In deze zaak heeft het Gerechtshof 's-Hertogenbosch op 26 november 2020 uitspraak gedaan in hoger beroep over de partneralimentatie en de draagplicht van partijen met betrekking tot een schuld aan de Staat. De man, verzoeker in hoger beroep, was het niet eens met de beschikking van de rechtbank Limburg (Maastricht) van 19 augustus 2019, waarin de partneralimentatie was vastgesteld op € 1.631,- per maand en waarin de rechtbank had overwogen dat beide partijen voor 50% draagplichtig zijn voor een schuld aan het CJIB. De man heeft in hoger beroep verzocht om de partneralimentatie te verlagen naar € 500,- per maand en om te bepalen dat de schuld aan het CJIB volledig door de vrouw dient te worden voldaan.
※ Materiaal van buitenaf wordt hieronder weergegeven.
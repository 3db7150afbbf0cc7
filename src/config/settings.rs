use std::path::{Path, PathBuf};
use std::sync::Mutex;
use std::time::SystemTime;

use log::{error, info};
use serde::{Deserialize, Serialize};

use crate::errors::{AppError, AppResult};

/// Environment variable consulted when no key is stored.
pub const API_KEY_ENV: &str = "GEMINI_API_KEY";

// Пользовательские настройки: вся схема файла settings.json
#[derive(Debug, Clone, Default, PartialEq, Serialize, Deserialize)]
#[serde(rename_all = "camelCase")]
pub struct Settings {
    #[serde(default, skip_serializing_if = "Option::is_none")]
    pub api_key: Option<String>,
}

/// JSON-backed settings with an in-memory cache.
///
/// The cache is keyed on the file's modification time, so edits made to
/// `settings.json` outside the process are picked up on the next read.
pub struct SettingsStore {
    path: PathBuf,
    cache: Mutex<Option<CachedSettings>>,
}

struct CachedSettings {
    settings: Settings,
    modified: Option<SystemTime>,
}

impl SettingsStore {
    pub fn new(path: impl Into<PathBuf>) -> Self {
        Self {
            path: path.into(),
            cache: Mutex::new(None),
        }
    }

    pub fn path(&self) -> &Path {
        &self.path
    }

    // Загрузка настроек: отсутствующий или повреждённый файл даёт пустые настройки
    pub fn load(&self) -> AppResult<Settings> {
        let mut cache = self.cache.lock().map_err(|e| {
            AppError::ConfigurationError(format!("Failed to acquire lock for settings: {}", e))
        })?;

        let modified = modified_time(&self.path);
        if let Some(cached) = cache.as_ref().filter(|c| c.modified == modified) {
            return Ok(cached.settings.clone());
        }

        let settings = read_settings(&self.path);
        *cache = Some(CachedSettings {
            settings: settings.clone(),
            modified,
        });
        Ok(settings)
    }

    pub fn save(&self, settings: &Settings) -> AppResult<()> {
        let mut cache = self.cache.lock().map_err(|e| {
            AppError::ConfigurationError(format!("Failed to acquire lock for settings: {}", e))
        })?;

        if let Some(parent) = self.path.parent() {
            std::fs::create_dir_all(parent)?;
        }
        let json = serde_json::to_string_pretty(settings).map_err(|e| {
            AppError::ConfigurationError(format!("Failed to serialize settings: {}", e))
        })?;
        std::fs::write(&self.path, json)?;
        info!("Settings saved to: {}", self.path.display());

        *cache = Some(CachedSettings {
            settings: settings.clone(),
            modified: modified_time(&self.path),
        });
        Ok(())
    }

    pub fn set_api_key(&self, key: &str) -> AppResult<()> {
        let mut settings = self.load()?;
        settings.api_key = Some(key.trim().to_string());
        self.save(&settings)
    }

    /// Stored key first, then `GEMINI_API_KEY`.
    pub fn resolve_api_key(&self) -> AppResult<Option<String>> {
        let stored = self.load()?.api_key;
        Ok(resolve_api_key(stored, std::env::var(API_KEY_ENV).ok()))
    }
}

fn modified_time(path: &Path) -> Option<SystemTime> {
    std::fs::metadata(path).and_then(|m| m.modified()).ok()
}

fn read_settings(path: &Path) -> Settings {
    if !path.exists() {
        return Settings::default();
    }

    match std::fs::read_to_string(path) {
        Ok(text) => match serde_json::from_str(&text) {
            Ok(settings) => settings,
            Err(e) => {
                error!("Failed to parse settings {}: {}", path.display(), e);
                Settings::default()
            }
        },
        Err(e) => {
            error!("Failed to load settings {}: {}", path.display(), e);
            Settings::default()
        }
    }
}

/// Picks the first non-blank candidate: stored key, then environment.
pub fn resolve_api_key(stored: Option<String>, env: Option<String>) -> Option<String> {
    [stored, env]
        .into_iter()
        .flatten()
        .map(|key| key.trim().to_string())
        .find(|key| !key.is_empty())
}

#[cfg(test)]
mod tests {
    use super::*;
    use tempfile::tempdir;

    #[test]
    fn test_missing_file_gives_empty_settings() {
        let dir = tempdir().unwrap();
        let store = SettingsStore::new(dir.path().join("settings.json"));
        assert_eq!(store.load().unwrap(), Settings::default());
    }

    #[test]
    fn test_corrupt_file_is_ignored() {
        let dir = tempdir().unwrap();
        let path = dir.path().join("settings.json");
        std::fs::write(&path, "{ not json").unwrap();

        let store = SettingsStore::new(&path);
        assert_eq!(store.load().unwrap().api_key, None);
    }

    #[test]
    fn test_set_api_key_persists() {
        let dir = tempdir().unwrap();
        let path = dir.path().join("nested").join("settings.json");

        SettingsStore::new(&path).set_api_key(" AIza-test ").unwrap();

        let text = std::fs::read_to_string(&path).unwrap();
        let raw: serde_json::Value = serde_json::from_str(&text).unwrap();
        assert_eq!(raw, serde_json::json!({ "apiKey": "AIza-test" }));

        // Новый экземпляр читает сохранённое значение с диска
        let reopened = SettingsStore::new(&path);
        assert_eq!(reopened.load().unwrap().api_key.as_deref(), Some("AIza-test"));
    }

    #[test]
    fn test_external_edit_is_picked_up() {
        let dir = tempdir().unwrap();
        let path = dir.path().join("settings.json");
        let store = SettingsStore::new(&path);
        store.set_api_key("first").unwrap();
        assert_eq!(store.load().unwrap().api_key.as_deref(), Some("first"));

        // Правка файла другим процессом; mtime сдвигаем явно
        std::fs::write(&path, r#"{ "apiKey": "second" }"#).unwrap();
        let later = SystemTime::now() + std::time::Duration::from_secs(10);
        std::fs::File::options()
            .write(true)
            .open(&path)
            .unwrap()
            .set_modified(later)
            .unwrap();

        assert_eq!(store.load().unwrap().api_key.as_deref(), Some("second"));
        assert_eq!(store.resolve_api_key().unwrap().as_deref(), Some("second"));
    }

    #[test]
    fn test_resolution_order() {
        let stored = Some("stored".to_string());
        let env = Some("from-env".to_string());

        assert_eq!(
            resolve_api_key(stored.clone(), env.clone()).as_deref(),
            Some("stored")
        );
        assert_eq!(
            resolve_api_key(None, env.clone()).as_deref(),
            Some("from-env")
        );
        assert_eq!(
            resolve_api_key(Some("  ".to_string()), env).as_deref(),
            Some("from-env")
        );
        assert_eq!(resolve_api_key(None, Some(String::new())), None);
        assert_eq!(resolve_api_key(None, None), None);
    }
}
use env_logger::{Builder, Env};
use log::LevelFilter;
use std::io::Write;

/// Фильтр по умолчанию, если RUST_LOG не задан
pub const DEFAULT_FILTER: &str = "warn,vietvoice=info";

pub fn init_logger() {
    let env = Env::default().filter_or("RUST_LOG", DEFAULT_FILTER);

    let mut builder = Builder::from_env(env);

    // Явно подавляем логи HTTP-стека
    builder
        .filter_module("hyper", LevelFilter::Error)
        .filter_module("hyper_util", LevelFilter::Error)
        .filter_module("mio", LevelFilter::Error)
        .filter_module("rustls", LevelFilter::Error)
        .format(|buf, record| {
            writeln!(
                buf,
                "[{}] {}: {}",
                record.level(),
                record.target(),
                record.args()
            )
        })
        .target(env_logger::Target::Stderr);

    // Повторная инициализация (например, в тестах) не считается ошибкой
    let _ = builder.try_init();
}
Tijdens de mondelinge behandeling op 13 augustus 2020 is de man verschenen, bijgestaan door zijn advocaat, terwijl de vrouw niet ter zitting is verschenen. Het hof heeft de feiten vastgesteld zoals deze door de rechtbank zijn vastgesteld, en heeft overwogen dat de man onvoldoende onderbouwd heeft dat de vrouw in haar eigen levensonderhoud kan voorzien. Het hof heeft de draagkracht van de man vastgesteld op € 672,- per maand, wat leidde tot een nieuwe beslissing over de partneralimentatie. De man is niet-ontvankelijk verklaard in zijn verzoek met betrekking tot de draagplicht voor de schuld aan de Staat, omdat het hof oordeelde dat de rechtbank geen bindende eindbeslissing had genomen over dit punt.
Uiteindelijk heeft het hof de beschikking van de rechtbank vernietigd voor zover het betreft de partneralimentatie, en heeft het de man verplicht om met ingang van 16 september 2019 een bedrag van € 1.085,- per maand aan de vrouw te betalen, met een toekomstige indexering. De beslissing is uitvoerbaar bij voorraad verklaard, en het hof heeft het meer of anders verzochte afgewezen.